When we adopted DD, she seemed to be the picture of health. We immediately took her to our pediatrician, who pronounced her perfectly healthy, developmentally on track and bright. Even with that ringing endorsement, I still took her to an international adoption clinic where she got many exams by multiple specialists. On top of that, I had her evaluated by Early Childhood Intervention. Everyone said the same thing. They backed up what my own eyes told me. I guess what I am saying is that even though I was 99.99% certain DD was healthy and in need of no services, I wanted to make double....no, triple dog certain there was NO doubt and that if she did indeed need help of any kind, we got it ASAP. Overkill? Maybe. But better safe than sorry. Now, my DD was much less at risk than this boy yet it doesn't seem as if he got anywhere NEAR the amount of medical care I got for DD, let alone the psychological care they claim he needed. It just doesn't pass the sniff test.

She worked overtime on ways to get rid of him, not to help him. If she had put half the effort into getting help that she put into getting airline tickets, finding a man to meet the child, etc., maybe that kid would have stood a chance. Sickening. What I see is a massive case of CYA going on, and likely with good reason.
 
New Twist in Adoption Drama:

http://www.yahoo.com/

This case just keeps getting stranger and stranger. She was inquiring about adopting a second child from Russia? It's getting hard to connect the dots with such limited information.

ETA- Sorry PearlySwan. We were posting at the same time.

I swear, every time I hear an official say something to the effect of, "I don't know if she can be charged with anything.....It's complicated," I want to SCREAM!!!! It's anything BUT complicated. Plain and simple, putting your 7 y.o. child on a plane with a note saying you don't want him any longer and washing your hands of him is CHILD ABANDONMENT, period. Adopted, birthed, it matters not. You simply cannot return a child like a defective Walmart purchase.....That's the law. You abandoned a child. That is child abandonment. Sheesh!

If she is not charged and prosecuted, hide and watch the fallout. Kids will be abandoned left and right, adopted or not. And the parents will use this woman as their shining example of justification. :headache:

And she was agency shopping, trying to adopt another child? Well, I take it back. I had thought she was a witch. Now I think she's a crazy witch.
 
We adopted an infant from Russia and the chances of getting an infant out of Texas foster care were almost zero, but even if I had wanted a 7 y.o., I would have never used the foster care system in my state. Having worked as an attorney representing children who had been removed from their homes due to abuse or neglect, I had witnessed firsthand what "best interests of the child" actually means in Texas. Nothing. The obsession with preserving the bio family and giving bio parents chance after chance after chance as the child ages away in foster care sickened me. Most of the time, you could tell within 6 months which parents were going to make the effort to straighten up and try to be a decent parent. But they would give them years, while the poor kids stayed in limbo, eventually becoming too old (and sometimes too emotionally damaged) for anyone to want to adopt them. No, I'd seen the inside of the TX foster care system and wanted no part of it.

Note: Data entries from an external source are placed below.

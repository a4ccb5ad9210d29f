//! Runtime errors and non-local control flow
//!
//! Two channels leave a statement early. [`Signal`] carries language-level
//! exits (`break`, `continue`, `return`, `throw`); only a `try`/`catch` can
//! intercept a throw. [`RuntimeError`] is an internal error that no language
//! construct can catch; it unwinds to the driver, running `finally` blocks on
//! the way out.

use super::value::Object;
use crate::util::{find_similar_name, format_suggestion_hint};
use thiserror::Error;

/// Internal (non-catchable) error raised during evaluation
#[derive(Debug, Clone, PartialEq, Error)]
pub enum RuntimeError {
    #[error("undefined variable `{name}`{hint}")]
    UndefinedVariable { name: String, hint: String },

    #[error("undefined function `{name}/{arity}`{hint}")]
    UndefinedFunction {
        name: String,
        arity: usize,
        hint: String,
    },

    #[error("undefined type `{name}`{hint}")]
    UndefinedType { name: String, hint: String },

    #[error("undefined member `{name}{}` on type `{ty}`", arity_suffix(.arity))]
    UndefinedMember {
        ty: String,
        name: String,
        arity: Option<usize>,
    },

    #[error("type mismatch: expected {expected}, received {found}")]
    TypeMismatch { expected: String, found: String },

    #[error("non-exhaustive match: no case matched {subject}")]
    NonExhaustiveMatch { subject: String },

    #[error("invalid assignment target: {target}")]
    InvalidAssignmentTarget { target: String },

    #[error("`{name}` cannot be called with {found} argument(s) (expected {expected})")]
    ArityMismatch {
        name: String,
        expected: String,
        found: usize,
    },

    #[error("property `{name}` on type `{ty}` is read only")]
    ReadOnlyProperty { ty: String, name: String },

    #[error("arithmetic error: {0}")]
    Arithmetic(String),

    #[error("{kind} failed")]
    AssertionFailed { kind: &'static str },

    #[error("invalid control flow: {0}")]
    InvalidControlFlow(String),

    #[error("invalid definition: {0}")]
    InvalidDefinition(String),

    #[error("stack overflow: call depth exceeded {0}")]
    StackOverflow(usize),

    #[error("IO error: {0}")]
    Io(String),
}

fn arity_suffix(arity: &Option<usize>) -> String {
    arity.map(|a| format!("/{a}")).unwrap_or_default()
}

/// Edit distance accepted for "did you mean" hints
const SUGGESTION_THRESHOLD: usize = 2;

fn hint(name: &str, candidates: &[String]) -> String {
    let candidates: Vec<&str> = candidates.iter().map(String::as_str).collect();
    format_suggestion_hint(find_similar_name(name, &candidates, SUGGESTION_THRESHOLD))
}

impl RuntimeError {
    pub fn undefined_variable(name: &str, candidates: &[String]) -> Self {
        RuntimeError::UndefinedVariable {
            name: name.to_string(),
            hint: hint(name, candidates),
        }
    }

    pub fn undefined_function(name: &str, arity: usize, candidates: &[String]) -> Self {
        RuntimeError::UndefinedFunction {
            name: name.to_string(),
            arity,
            hint: hint(name, candidates),
        }
    }

    pub fn undefined_type(name: &str, candidates: &[String]) -> Self {
        RuntimeError::UndefinedType {
            name: name.to_string(),
            hint: hint(name, candidates),
        }
    }

    pub fn undefined_member(ty: &str, name: &str, arity: Option<usize>) -> Self {
        RuntimeError::UndefinedMember {
            ty: ty.to_string(),
            name: name.to_string(),
            arity,
        }
    }

    pub fn type_mismatch(expected: impl Into<String>, found: impl Into<String>) -> Self {
        RuntimeError::TypeMismatch {
            expected: expected.into(),
            found: found.into(),
        }
    }

    pub fn arity_mismatch(name: &str, expected: &[usize], found: usize) -> Self {
        let expected = expected
            .iter()
            .map(usize::to_string)
            .collect::<Vec<_>>()
            .join(" or ");
        RuntimeError::ArityMismatch {
            name: name.to_string(),
            expected,
            found,
        }
    }

    pub fn arithmetic(message: impl Into<String>) -> Self {
        RuntimeError::Arithmetic(message.into())
    }

    pub fn index_out_of_bounds(index: i64, len: usize) -> Self {
        RuntimeError::Arithmetic(format!("index {index} out of bounds for length {len}"))
    }

    pub fn invalid_definition(message: impl Into<String>) -> Self {
        RuntimeError::InvalidDefinition(message.into())
    }
}

/// Language-level non-local exit
#[derive(Debug, Clone)]
pub enum Signal {
    Break(Option<String>),
    Continue(Option<String>),
    Return(Object),
    Throw(Object),
}

impl Signal {
    /// Whether a loop carrying `label` handles this break/continue
    pub fn targets(signal_label: &Option<String>, label: Option<&str>) -> bool {
        match signal_label {
            None => true,
            Some(target) => label == Some(target.as_str()),
        }
    }
}

/// Reason a statement stopped before completing normally
#[derive(Debug, Clone)]
pub enum Unwind {
    Signal(Signal),
    Error(RuntimeError),
}

impl From<RuntimeError> for Unwind {
    fn from(err: RuntimeError) -> Self {
        Unwind::Error(err)
    }
}

impl From<Signal> for Unwind {
    fn from(signal: Signal) -> Self {
        Unwind::Signal(signal)
    }
}

/// Result type for evaluation; `Ok` is normal completion
pub type EvalResult<T> = Result<T, Unwind>;

/// Failure surfaced to a driver
#[derive(Debug, Error)]
pub enum Failure {
    /// A thrown object escaped every `try`
    #[error("uncaught exception: {rendered}")]
    Uncaught { rendered: String, object: Object },

    #[error(transparent)]
    Runtime(#[from] RuntimeError),

    #[error("A main/0 function is not defined.")]
    NoMain,

    #[error("Found multiple main/0 functions in types [{}].", .0.join(", "))]
    MultipleMain(Vec<String>),
}
//! Rhovas CLI

use clap::{Parser, Subcommand};
use rhovas::error::report_error;
use rhovas::interp::{Config, Interpreter};
use rhovas::repl::Repl;
use rhovas::CompileError;
use std::path::{Path, PathBuf};
use std::sync::Once;

#[derive(Parser)]
#[command(name = "rhovas", version, about = "Rhovas - a language for API design and enforcement")]
struct Cli {
    #[command(subcommand)]
    command: Command,

    /// Log interpreter activity (overridden by RUST_LOG)
    #[arg(short, long, global = true)]
    verbose: bool,

    /// Maximum call depth before a stack overflow error
    #[arg(long, global = true, default_value_t = rhovas::interp::DEFAULT_MAX_DEPTH)]
    max_depth: usize,
}

#[derive(Subcommand)]
enum Command {
    /// Evaluate a source file and run its main/0 function
    Run {
        /// Source file to run
        file: PathBuf,
        /// Module name (defaults to the file stem)
        #[arg(long)]
        module: Option<String>,
    },
    /// Start an interactive session
    Repl,
    /// Parse and dump AST as JSON (debug)
    Parse {
        /// Source file to parse
        file: PathBuf,
    },
    /// Tokenize and dump tokens (debug)
    Tokens {
        /// Source file to tokenize
        file: PathBuf,
    },
}

static TRACING_INIT: Once = Once::new();

fn init_tracing(verbose: bool) {
    TRACING_INIT.call_once(|| {
        use tracing_subscriber::{fmt, prelude::*, EnvFilter};

        let filter = match EnvFilter::try_from_default_env() {
            Ok(filter) => filter,
            Err(_) if verbose => EnvFilter::new("debug"),
            Err(_) => return,
        };
        tracing_subscriber::registry()
            .with(fmt::layer().with_target(true).with_level(true).with_writer(std::io::stderr))
            .with(filter)
            .init();
    });
}

fn main() {
    let cli = Cli::parse();
    init_tracing(cli.verbose);
    let config = Config {
        max_depth: cli.max_depth,
    };

    let result = match cli.command {
        Command::Run { file, module } => run_file(&file, module, config),
        Command::Repl => run_repl(config),
        Command::Parse { file } => parse_file(&file),
        Command::Tokens { file } => tokenize_file(&file),
    };

    if let Err(e) = result {
        eprintln!("Error: {e}");
        std::process::exit(1);
    }
}

/// Reads and parses a file, reporting front-end errors with source context
fn load(path: &Path) -> Result<rhovas::ast::Source, Box<dyn std::error::Error>> {
    let source = std::fs::read_to_string(path).map_err(CompileError::from)?;
    let filename = path.display().to_string();
    let parsed = rhovas::lexer::tokenize(&source)
        .and_then(|tokens| rhovas::parser::parse(&filename, &source, tokens));
    match parsed {
        Ok(ast) => Ok(ast),
        Err(err) => {
            report_error(&filename, &source, &err);
            Err(err.into())
        }
    }
}

fn run_file(path: &Path, module: Option<String>, config: Config) -> Result<(), Box<dyn std::error::Error>> {
    let ast = load(path)?;
    let module = module.unwrap_or_else(|| {
        path.file_stem()
            .map(|stem| stem.to_string_lossy().into_owned())
            .unwrap_or_else(|| "Main".to_string())
    });

    let mut interpreter = Interpreter::with_config(config);
    let types = interpreter.evaluate(&module, &ast)?;
    interpreter.invoke_main(&types)?;
    Ok(())
}

fn run_repl(config: Config) -> Result<(), Box<dyn std::error::Error>> {
    let mut repl = Repl::new(config)?;
    repl.run()?;
    Ok(())
}

fn parse_file(path: &Path) -> Result<(), Box<dyn std::error::Error>> {
    let ast = load(path)?;
    println!("{}", serde_json::to_string_pretty(&ast)?);
    Ok(())
}

fn tokenize_file(path: &Path) -> Result<(), Box<dyn std::error::Error>> {
    let source = std::fs::read_to_string(path)?;
    let tokens = rhovas::lexer::tokenize(&source)?;
    for (tok, span) in &tokens {
        println!("{:?} @ {}..{}", tok, span.start, span.end);
    }
    Ok(())
}
//! Runtime values
//!
//! Every value is an [`Object`]: a reference to its [`Type`] plus a
//! [`Payload`]. Lists, maps and instance scopes are shared by reference, so
//! copying an `Object` aliases rather than clones that state.

use super::env::TypeRef;
use super::error::{EvalResult, RuntimeError};
use super::scope::ScopeRef;
use super::Interpreter;
use indexmap::IndexMap;
use std::cell::RefCell;
use std::fmt;
use std::rc::Rc;

pub type ListRef = Rc<RefCell<Vec<Object>>>;
pub type MapRef = Rc<RefCell<IndexMap<String, Object>>>;

/// Host-level callable body. Methods and property accessors receive the
/// receiver as the first element of the argument vector.
pub type NativeFn = dyn Fn(&mut Interpreter, Vec<Object>) -> EvalResult<Object>;

/// Callable entry in a scope or type table, resolved by `(name, arity)`
#[derive(Clone)]
pub struct Function {
    pub name: Rc<str>,
    pub arity: usize,
    body: Rc<NativeFn>,
}

impl Function {
    pub fn new(
        name: impl Into<Rc<str>>,
        arity: usize,
        body: impl Fn(&mut Interpreter, Vec<Object>) -> EvalResult<Object> + 'static,
    ) -> Self {
        Function {
            name: name.into(),
            arity,
            body: Rc::new(body),
        }
    }

    /// Runs the body without depth accounting; see [`Interpreter::invoke`].
    pub(crate) fn call(&self, interp: &mut Interpreter, args: Vec<Object>) -> EvalResult<Object> {
        (self.body)(interp, args)
    }

    pub fn same_body(&self, other: &Function) -> bool {
        Rc::ptr_eq(&self.body, &other.body)
    }
}

impl fmt::Debug for Function {
    fn fmt(&self, f: &mut fmt::Formatter<'_>) -> fmt::Result {
        write!(f, "{}/{}", self.name, self.arity)
    }
}

/// Payload carried by an [`Object`]
#[derive(Clone)]
pub enum Payload {
    Null,
    Boolean(bool),
    Integer(i64),
    Decimal(f64),
    Character(char),
    String(Rc<str>),
    Atom(Rc<str>),
    List(ListRef),
    Map(MapRef),
    Lambda(Function),
    /// User-defined instance; fields are variables in this scope
    Instance(ScopeRef),
}

impl Payload {
    pub fn kind(&self) -> &'static str {
        match self {
            Payload::Null => "Null",
            Payload::Boolean(_) => "Boolean",
            Payload::Integer(_) => "Integer",
            Payload::Decimal(_) => "Decimal",
            Payload::Character(_) => "Character",
            Payload::String(_) => "String",
            Payload::Atom(_) => "Atom",
            Payload::List(_) => "List",
            Payload::Map(_) => "Map",
            Payload::Lambda(_) => "Lambda",
            Payload::Instance(_) => "Instance",
        }
    }
}

/// Typed runtime value
#[derive(Clone)]
pub struct Object {
    pub ty: TypeRef,
    pub payload: Payload,
}

impl Object {
    pub fn new(ty: TypeRef, payload: Payload) -> Self {
        Object { ty, payload }
    }

    pub fn type_name(&self) -> &str {
        &self.ty.name
    }

    fn mismatch(&self, expected: &str) -> RuntimeError {
        RuntimeError::type_mismatch(expected, self.type_name())
    }

    pub fn is_null(&self) -> bool {
        matches!(self.payload, Payload::Null)
    }

    pub fn as_boolean(&self) -> Result<bool, RuntimeError> {
        match self.payload {
            Payload::Boolean(b) => Ok(b),
            _ => Err(self.mismatch("Boolean")),
        }
    }

    pub fn as_integer(&self) -> Result<i64, RuntimeError> {
        match self.payload {
            Payload::Integer(n) => Ok(n),
            _ => Err(self.mismatch("Integer")),
        }
    }

    pub fn as_decimal(&self) -> Result<f64, RuntimeError> {
        match self.payload {
            Payload::Decimal(n) => Ok(n),
            _ => Err(self.mismatch("Decimal")),
        }
    }

    pub fn as_character(&self) -> Result<char, RuntimeError> {
        match self.payload {
            Payload::Character(c) => Ok(c),
            _ => Err(self.mismatch("Character")),
        }
    }

    pub fn as_str(&self) -> Result<&str, RuntimeError> {
        match &self.payload {
            Payload::String(s) => Ok(s),
            _ => Err(self.mismatch("String")),
        }
    }

    pub fn as_atom(&self) -> Result<&str, RuntimeError> {
        match &self.payload {
            Payload::Atom(name) => Ok(name),
            _ => Err(self.mismatch("Atom")),
        }
    }

    pub fn as_list(&self) -> Result<&ListRef, RuntimeError> {
        match &self.payload {
            Payload::List(list) => Ok(list),
            _ => Err(self.mismatch("List")),
        }
    }

    pub fn as_map(&self) -> Result<&MapRef, RuntimeError> {
        match &self.payload {
            Payload::Map(map) => Ok(map),
            _ => Err(self.mismatch("Map")),
        }
    }

    pub fn as_lambda(&self) -> Result<&Function, RuntimeError> {
        match &self.payload {
            Payload::Lambda(function) => Ok(function),
            _ => Err(self.mismatch("Lambda")),
        }
    }

    pub fn as_instance(&self) -> Option<&ScopeRef> {
        match &self.payload {
            Payload::Instance(scope) => Some(scope),
            _ => None,
        }
    }

    /// `===`: identity for shared payloads, value equality for primitives.
    /// Never dispatches to user code.
    pub fn identical(&self, other: &Object) -> bool {
        if !Rc::ptr_eq(&self.ty, &other.ty) {
            return false;
        }
        match (&self.payload, &other.payload) {
            (Payload::Null, Payload::Null) => true,
            (Payload::Boolean(a), Payload::Boolean(b)) => a == b,
            (Payload::Integer(a), Payload::Integer(b)) => a == b,
            (Payload::Decimal(a), Payload::Decimal(b)) => a.to_bits() == b.to_bits(),
            (Payload::Character(a), Payload::Character(b)) => a == b,
            (Payload::String(a), Payload::String(b)) => a == b,
            (Payload::Atom(a), Payload::Atom(b)) => a == b,
            (Payload::List(a), Payload::List(b)) => Rc::ptr_eq(a, b),
            (Payload::Map(a), Payload::Map(b)) => Rc::ptr_eq(a, b),
            (Payload::Lambda(a), Payload::Lambda(b)) => a.same_body(b),
            (Payload::Instance(a), Payload::Instance(b)) => Rc::ptr_eq(a, b),
            _ => false,
        }
    }
}

impl fmt::Debug for Object {
    fn fmt(&self, f: &mut fmt::Formatter<'_>) -> fmt::Result {
        match &self.payload {
            Payload::Null => write!(f, "null"),
            Payload::Boolean(b) => write!(f, "{b}"),
            Payload::Integer(n) => write!(f, "{n}"),
            Payload::Decimal(n) => write!(f, "{n:?}"),
            Payload::Character(c) => write!(f, "{c:?}"),
            Payload::String(s) => write!(f, "{s:?}"),
            Payload::Atom(name) => write!(f, ":{name}"),
            Payload::List(list) => f.debug_list().entries(list.borrow().iter()).finish(),
            Payload::Map(map) => f.debug_map().entries(map.borrow().iter()).finish(),
            Payload::Lambda(function) => write!(f, "<lambda {function:?}>"),
            Payload::Instance(_) => write!(f, "<{}>", self.ty.name),
        }
    }
}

There are too many cases of 17 y.o. children who entered foster care at 12-18 months of age and are still in foster care because their parents' rights were with never terminated, or were termminated when they were age 10+. WHY???? Why not free that child for adoption while he/she is still a toddler and has a good chance at finding a home and having a good life? :headache: While I was shopping for DD shortly before we adopted her, I ran into a foster mom with a 9 month old Black baby girl. We were talking baby sizes and somehow it came up that we were adopting from Russia. She got all snippy and muttered the bit about "plenty of babies right here need homes." So I calmly asked her when THAT baby in her arms would be available for adoption. She stammered and said that the social workers were trying to work with her bio mom so that she could maybe be able to raise her someday, and so THAT child was not available for adoption. I then told her that the courts' focus on keeping kids with bio parents instead of doing what was best for the child was one of the big reasons we were headed to Russia. By the time the TX court figured out a parent would never get their act together, the "infant" would be in the double digits. She shut up then.

I can't do it right now, but every time I search the TX foster care website, pretty much all that comes up are older kids, many of them teens. And a big percentage have been in foster care for YEARS. The system seems set uo to fail these kids. Rarely will you find a young child and an infant......forget about it. On the rarest of occasions, a family does get to adopt an infant, but those are usually the foster to adopt families. I was not about to sign up for that, knowing child after child could be placed with me, only to be yanked away and returned to God knows what kind of a family. I'd had 4 terrible miscarriages. I had to have a near 100% of getting a baby because I could not take another loss. I knew that if I did everything required by law, I WOULD get a baby from Russia in less than a year. And I did. And no one will ever fight us for custody. There is great appeal to that.

Look, in some states you can get a young child fast from foster care. In TX, that is a fantasy. Just look at the website. It's pathetic.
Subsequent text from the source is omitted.